Primate Research Reveals Unexpected Insight on Grip

A study by UT Assistant Professor Michael Granatosky suggests species such as lemurs evolved grasping hands and feet for versatility rather than strength.
New research led by Assistant Professor Michael Granatosky suggests some primates’ hands and feet are built for versatility, not just strength to grip branches as they move through trees.
Although lemurs and other strepsirrhine primates—such as galagos and lorises—spend much of their time moving among thin branches, a study of 11 species found they were stronger at grasping medium-sized objects than small ones.

“These results suggest primates may not be optimized for powerful grasping in the environments they use most,” said Granatosky, a member of the Department of Ecology and Evolutionary Biology (EEB) at the University of Tennessee, Knoxville. “Instead, their grasping limbs appear built for versatility—strong enough across a range of conditions, but not necessarily specialized for maximum force on the substrates they use most often.”
Scientists have long believed these animals, also known as wet-nosed primates, were specially adapted to have a powerful grasp on narrow limbs.
Granatosky and his colleagues from Duke University and the New York Institute of Technology used a custom 3D-printed apparatus to measure force among primates at the Duke Lemur Center. Their peer-reviewed study, “Grasping Performance in Primates Does Not Align with Preferred Substrate Use,” has been published in Biology Letters.
“The ability to adjust grip posture across tasks and substrate conditions points to the primate hand as a flexible and generalized tool rather than a specialized power-grasping structure,” Granatosky and his co-authors say in the study.
“More broadly, it suggests that evolutionary success may favor flexible, adaptable solutions over finely tuned specialization,” Granatosky said.
Further Primate Research
Now Granatosky and his colleagues are investigating how the lemurs’ grip force changes with age.
“Human grip force is a great proxy for overall health and longevity and follows a parabolic path as we age,” he explained. “Children have relatively low grip forces, and this rapidly increases into about middle age, and as we get older grip force decreases again due to muscle atrophy. We are currently assessing whether lemurs follow a human-like pattern or—because many baby lemurs have to hold on to their mothers—whether grip force is strong even from a young age.”

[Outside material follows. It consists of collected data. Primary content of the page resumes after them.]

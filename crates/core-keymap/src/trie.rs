// -------------------------------------------------------------------------------------------------
// Trie Representation
// -------------------------------------------------------------------------------------------------
//
// Arena of nodes addressed by `NodeId`. Each mapping mode owns one root branch.
// A branch stores its outgoing edges inline (most branches have a handful of
// children) and an optional argument descriptor that answers for any key that
// is not an explicit child.

use std::collections::BTreeSet;

use core_events::KeyEvent;
use smallvec::SmallVec;
use tracing::{debug, trace, warn};

use crate::{ActionId, ArgumentKind, CommandSpec, MappingMode, MappingSpec};

/// Position inside a [`KeyTrie`]. Only meaningful for the trie that produced it.
#[derive(Debug, Clone, Copy, PartialEq, Eq, Hash)]
pub struct NodeId(usize);

#[derive(Debug, Clone)]
struct Edge {
    key: KeyEvent,
    next: NodeId,
}

#[derive(Debug, Clone)]
enum Node {
    Branch {
        edges: SmallVec<[Edge; 4]>,
        argument: Option<CommandSpec>,
    },
    Command(CommandSpec),
}

impl Node {
    fn branch() -> Self {
        Node::Branch {
            edges: SmallVec::new(),
            argument: None,
        }
    }
}

/// Result of one lookup step.
#[derive(Debug, Clone, Copy, PartialEq, Eq)]
pub enum Lookup<'a> {
    /// Strict prefix of longer sequences; continue from this node.
    Branch(NodeId),
    /// Complete command without an argument.
    Command(&'a CommandSpec),
    /// Complete command that still needs an argument of `spec.argument` kind.
    /// The key that produced this result belongs to the argument.
    Argument(&'a CommandSpec),
}

#[derive(Debug)]
pub struct KeyTrie {
    nodes: Vec<Node>,
    roots: [NodeId; 4],
}

impl Default for KeyTrie {
    fn default() -> Self {
        Self::empty()
    }
}

impl KeyTrie {
    /// A trie with one empty root per mapping mode.
    pub fn empty() -> Self {
        let nodes = (0..MappingMode::ALL.len()).map(|_| Node::branch()).collect();
        Self {
            nodes,
            roots: [NodeId(0), NodeId(1), NodeId(2), NodeId(3)],
        }
    }

    /// Build from mapping specs in order; later specs override earlier ones.
    pub fn build(specs: Vec<MappingSpec>) -> Self {
        let mut trie = Self::empty();
        for (idx, spec) in specs.into_iter().enumerate() {
            trie.insert(idx, spec);
        }
        debug!(target: "input.map", nodes = trie.nodes.len(), "trie_built");
        trie
    }

    pub fn root(&self, mode: MappingMode) -> NodeId {
        self.roots[mode.index()]
    }

    pub fn is_root(&self, id: NodeId) -> bool {
        self.roots.contains(&id)
    }

    pub fn node_count(&self) -> usize {
        self.nodes.len()
    }

    /// Resolve `key` below `cursor`.
    pub fn lookup(&self, cursor: NodeId, key: &KeyEvent) -> Option<Lookup<'_>> {
        let Some(Node::Branch { edges, argument }) = self.nodes.get(cursor.0) else {
            return None;
        };
        match edges.iter().find(|e| e.key == *key) {
            Some(edge) => {
                trace!(target: "input.map", key = %key, node = edge.next.0, "advance");
                match &self.nodes[edge.next.0] {
                    Node::Branch { .. } => Some(Lookup::Branch(edge.next)),
                    Node::Command(spec) => Some(Lookup::Command(spec)),
                }
            }
            None => {
                let found = argument.as_ref().map(Lookup::Argument);
                trace!(target: "input.map", key = %key, node = cursor.0, argument = found.is_some(), "no_edge");
                found
            }
        }
    }

    /// Every action id reachable through the trie.
    pub fn actions(&self) -> BTreeSet<ActionId> {
        self.nodes
            .iter()
            .filter_map(|node| match node {
                Node::Command(spec) => spec.action.clone(),
                Node::Branch { argument, .. } => {
                    argument.as_ref().and_then(|spec| spec.action.clone())
                }
            })
            .collect()
    }

    fn insert(&mut self, idx: usize, spec: MappingSpec) {
        let Some((last, prefix)) = spec.sequence.split_last() else {
            warn!(target: "input.map", mapping_index = idx, "empty_sequence_skipped");
            return;
        };
        let mut cur = self.root(spec.mode);
        for key in prefix {
            cur = self.child_branch(idx, cur, *key);
        }
        match spec.argument {
            None => self.insert_leaf(idx, cur, *last, spec.command),
            Some(kind) => {
                let branch = self.child_branch(idx, cur, *last);
                self.attach_argument(idx, branch, spec.command, kind);
            }
        }
    }

    fn find_edge(&self, from: NodeId, key: &KeyEvent) -> Option<NodeId> {
        match &self.nodes[from.0] {
            Node::Branch { edges, .. } => edges.iter().find(|e| e.key == *key).map(|e| e.next),
            Node::Command(_) => None,
        }
    }

    fn push_child(&mut self, from: NodeId, key: KeyEvent, node: Node) -> NodeId {
        let id = NodeId(self.nodes.len());
        self.nodes.push(node);
        if let Node::Branch { edges, .. } = &mut self.nodes[from.0] {
            edges.push(Edge { key, next: id });
        }
        id
    }

    /// Follow (or create) the branch under `from` for `key`.
    fn child_branch(&mut self, idx: usize, from: NodeId, key: KeyEvent) -> NodeId {
        let Some(next) = self.find_edge(from, &key) else {
            return self.push_child(from, key, Node::branch());
        };
        if let Node::Command(spec) = &self.nodes[next.0] {
            warn!(
                target: "input.map",
                mapping_index = idx,
                key = %key,
                shadowed = ?spec.action,
                "leaf_shadowed"
            );
            self.nodes[next.0] = Node::branch();
        }
        next
    }

    fn insert_leaf(&mut self, idx: usize, from: NodeId, key: KeyEvent, command: CommandSpec) {
        let Some(next) = self.find_edge(from, &key) else {
            self.push_child(from, key, Node::Command(command));
            return;
        };
        match &mut self.nodes[next.0] {
            Node::Command(existing) => {
                trace!(target: "input.map", mapping_index = idx, node = next.0, "terminal_override");
                *existing = command;
            }
            Node::Branch { .. } => {
                warn!(
                    target: "input.map",
                    mapping_index = idx,
                    key = %key,
                    action = ?command.action,
                    "mapping_shadowed_by_prefix"
                );
            }
        }
    }

    fn attach_argument(
        &mut self,
        idx: usize,
        branch: NodeId,
        mut command: CommandSpec,
        kind: ArgumentKind,
    ) {
        command.argument = kind;
        if let Node::Branch { argument, .. } = &mut self.nodes[branch.0] {
            if argument.is_some() {
                trace!(target: "input.map", mapping_index = idx, node = branch.0, "argument_override");
            }
            *argument = Some(command);
        }
    }
}
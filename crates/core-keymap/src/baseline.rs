// -------------------------------------------------------------------------------------------------
// Baseline mapping table (representative Vim subset)
// -------------------------------------------------------------------------------------------------

use core_events::{KeyCode, KeyEvent};

use crate::{ArgumentKind, CommandFlags as F, CommandKind as K, CommandSpec, MappingMode, MappingSpec};

fn keys(s: &str) -> Vec<KeyEvent> {
    s.chars().map(KeyEvent::char).collect()
}

struct Table {
    specs: Vec<MappingSpec>,
}

impl Table {
    fn map(&mut self, modes: &[MappingMode], seq: Vec<KeyEvent>, action: &str, kind: K, flags: F) {
        for mode in modes {
            self.specs.push(MappingSpec::command(
                *mode,
                seq.clone(),
                CommandSpec::new(action, kind, flags),
            ));
        }
    }

    fn map_arg(
        &mut self,
        modes: &[MappingMode],
        seq: Vec<KeyEvent>,
        action: &str,
        kind: K,
        flags: F,
        argument: ArgumentKind,
    ) {
        for mode in modes {
            self.specs.push(MappingSpec::with_argument(
                *mode,
                seq.clone(),
                CommandSpec::new(action, kind, flags),
                argument,
            ));
        }
    }
}

/// Mapping specs for all four mapping modes.
///
/// Counts are not part of the table: digits are consumed by the interpreter
/// before lookup, except a leading `0` which resolves to the line-start motion.
pub fn baseline_specs() -> Vec<MappingSpec> {
    use MappingMode::{Insert, Normal, OperatorPending, Visual};
    const MOTION_MODES: &[MappingMode] = &[Normal, Visual, OperatorPending];

    let mut t = Table { specs: Vec::new() };

    // Motions
    let motions: &[(&str, &str, F)] = &[
        ("h", "VimMotionLeft", F::EXCLUSIVE),
        ("l", "VimMotionRight", F::EXCLUSIVE),
        ("j", "VimMotionDown", F::LINEWISE),
        ("k", "VimMotionUp", F::LINEWISE),
        ("w", "VimMotionWordRight", F::EXCLUSIVE),
        ("b", "VimMotionWordLeft", F::EXCLUSIVE),
        ("e", "VimMotionWordEndRight", F::INCLUSIVE),
        ("0", "VimMotionFirstColumn", F::EXCLUSIVE),
        ("^", "VimMotionFirstNonSpace", F::EXCLUSIVE),
        ("$", "VimMotionLastColumn", F::INCLUSIVE),
        ("G", "VimMotionGotoLineLast", F::LINEWISE.union(F::SAVE_JUMP)),
        ("gg", "VimMotionGotoLineFirst", F::LINEWISE.union(F::SAVE_JUMP)),
    ];
    for (seq, action, flags) in motions {
        t.map(MOTION_MODES, keys(seq), action, K::Motion, *flags);
    }
    let named_motions: &[(KeyCode, &str)] = &[
        (KeyCode::Left, "VimMotionLeft"),
        (KeyCode::Right, "VimMotionRight"),
        (KeyCode::Up, "VimMotionUp"),
        (KeyCode::Down, "VimMotionDown"),
    ];
    for (code, action) in named_motions {
        t.map(
            MOTION_MODES,
            vec![KeyEvent::named(*code)],
            action,
            K::Motion,
            F::EXCLUSIVE,
        );
    }

    // Character searches: motion + literal character
    let finds: &[(&str, &str, F)] = &[
        ("f", "VimMotionRightMatchChar", F::INCLUSIVE),
        ("t", "VimMotionRightTillMatchChar", F::INCLUSIVE),
        ("F", "VimMotionLeftMatchChar", F::EXCLUSIVE),
        ("T", "VimMotionLeftTillMatchChar", F::EXCLUSIVE),
    ];
    for (seq, action, flags) in finds {
        t.map_arg(
            MOTION_MODES,
            keys(seq),
            action,
            K::Motion,
            *flags,
            ArgumentKind::Character,
        );
    }

    // Text objects are motions that only make sense after an operator.
    t.map(&[OperatorPending, Visual], keys("iw"), "VimMotionInnerWord", K::Motion, F::CHARACTERWISE);
    t.map(&[OperatorPending, Visual], keys("aw"), "VimMotionOuterWord", K::Motion, F::CHARACTERWISE);

    // Operators (normal mode): wait for a motion in operator-pending mapping.
    let operators: &[(&str, &str, K)] = &[
        ("d", "VimDeleteMotion", K::Delete),
        ("c", "VimChangeMotion", K::Change),
        ("y", "VimCopyYankMotion", K::Copy),
        (">", "VimShiftRightMotion", K::Change),
        ("<", "VimShiftLeftMotion", K::Change),
    ];
    for (seq, action, kind) in operators {
        t.map_arg(&[Normal], keys(seq), action, *kind, F::OP_PEND, ArgumentKind::Motion);
    }
    t.map(&[Normal], keys("dd"), "VimDeleteLine", K::Delete, F::LINEWISE);
    t.map(&[Normal], keys("cc"), "VimChangeLine", K::Change, F::LINEWISE);
    t.map(&[Normal], keys("yy"), "VimCopyYankLine", K::Copy, F::LINEWISE);
    t.map(&[Normal], keys(">>"), "VimShiftRightLines", K::Change, F::LINEWISE);
    t.map(&[Normal], keys("<<"), "VimShiftLeftLines", K::Change, F::LINEWISE);

    // Visual operators act on the selection directly.
    t.map(&[Visual], keys("d"), "VimDeleteVisual", K::Delete, F::empty());
    t.map(&[Visual], keys("c"), "VimChangeVisual", K::Change, F::empty());
    t.map(&[Visual], keys("y"), "VimCopyYankVisual", K::Copy, F::empty());
    t.map(&[Visual], keys("v"), "VimVisualExit", K::OtherReadOnly, F::empty());
    t.map(
        &[Visual],
        vec![KeyEvent::named(KeyCode::Esc)],
        "VimVisualExit",
        K::OtherReadOnly,
        F::empty(),
    );

    // Simple edits
    t.map(&[Normal], keys("x"), "VimDeleteCharacterRight", K::Delete, F::empty());
    t.map(&[Normal], keys("X"), "VimDeleteCharacterLeft", K::Delete, F::empty());
    t.map(
        &[Normal],
        vec![KeyEvent::named(KeyCode::Delete)],
        "VimDeleteCharacter",
        K::Delete,
        F::empty(),
    );
    t.map(&[Normal], keys("p"), "VimPutTextAfterCursor", K::Paste, F::empty());
    t.map(&[Normal], keys("P"), "VimPutTextBeforeCursor", K::Paste, F::empty());
    t.map(&[Normal], keys("u"), "VimUndo", K::OtherWritable, F::empty());
    t.map(&[Normal], vec![KeyEvent::ctrl('r')], "VimRedo", K::OtherWritable, F::empty());
    t.map_arg(
        &[Normal],
        keys("r"),
        "VimChangeReplaceCharacter",
        K::Change,
        F::empty(),
        ArgumentKind::Character,
    );

    // Insert entry
    let inserts: &[(&str, &str)] = &[
        ("i", "VimInsertBeforeCursor"),
        ("a", "VimInsertAfterCursor"),
        ("I", "VimInsertLineStart"),
        ("A", "VimInsertAfterLineEnd"),
        ("o", "VimInsertNewLineBelow"),
        ("O", "VimInsertNewLineAbove"),
    ];
    for (seq, action) in inserts {
        t.map(&[Normal], keys(seq), action, K::Insert, F::empty());
    }
    t.map(&[Normal], keys("v"), "VimVisualToggleCharacterMode", K::OtherReadOnly, F::empty());

    // Register selection keeps the temporary mode alive for the command that follows.
    t.map_arg(
        &[Normal, Visual],
        keys("\""),
        "VimSelectRegister",
        K::SelectRegister,
        F::EXPECT_MORE,
        ArgumentKind::Character,
    );

    // Insert mapping: everything else is literal text.
    t.map(
        &[Insert],
        vec![KeyEvent::named(KeyCode::Esc)],
        "VimInsertExitMode",
        K::OtherWritable,
        F::empty(),
    );
    t.map(
        &[Insert],
        vec![KeyEvent::ctrl('w')],
        "VimInsertDeletePreviousWord",
        K::Delete,
        F::empty(),
    );
    t.map(
        &[Insert],
        vec![KeyEvent::named(KeyCode::Backspace)],
        "VimInsertBackspace",
        K::Delete,
        F::empty(),
    );

    // <C-\><C-n> resets to normal mode from anywhere.
    t.map(
        &MappingMode::ALL,
        vec![KeyEvent::ctrl('\\'), KeyEvent::ctrl('n')],
        "VimResetMode",
        K::Reset,
        F::empty(),
    );

    t.specs
}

While the Duke Lemur Center provided access to the largest variety of those animals outside of Madagascar, Granatosky is seeking funding to conduct similar experiments on New World Monkeys in Brazil.
He’s also interested in species such as red pandas, giant pandas, aye-ayes, and vampire bats, which have extra pseudo-digits that presumably help them grasp. “Over the next few years, I’ll be working on projects to understand how these develop as an animal ages, and how the neuromuscular system adapts itself to control these novel anatomical structures,” Granatosky said.
He joined the EEB faculty in August and is eager to mentor UT undergraduate and graduate students in research. “My lab will be recruiting actively throughout the fall,” he said.
The Human Connection
“Whenever we walk out into nature or visit a zoo, we are surrounded by animals doing remarkable things—moving their bodies in ways we could never imagine,” Granatosky noted. “I’m fascinated by what animals can do and want to understand how they do it.”
While he marvels at how different the animals he studies are from humans, he also recognizes what humans have in common with them.
“While we use our grasping hands constantly in daily life, we often don’t appreciate that their form has been shaped by millions of years of primate evolution,” Granatosky said. “Understanding the ecological factors that influenced the development of the primate hand is, therefore, an essential step toward understanding our own evolutionary history.”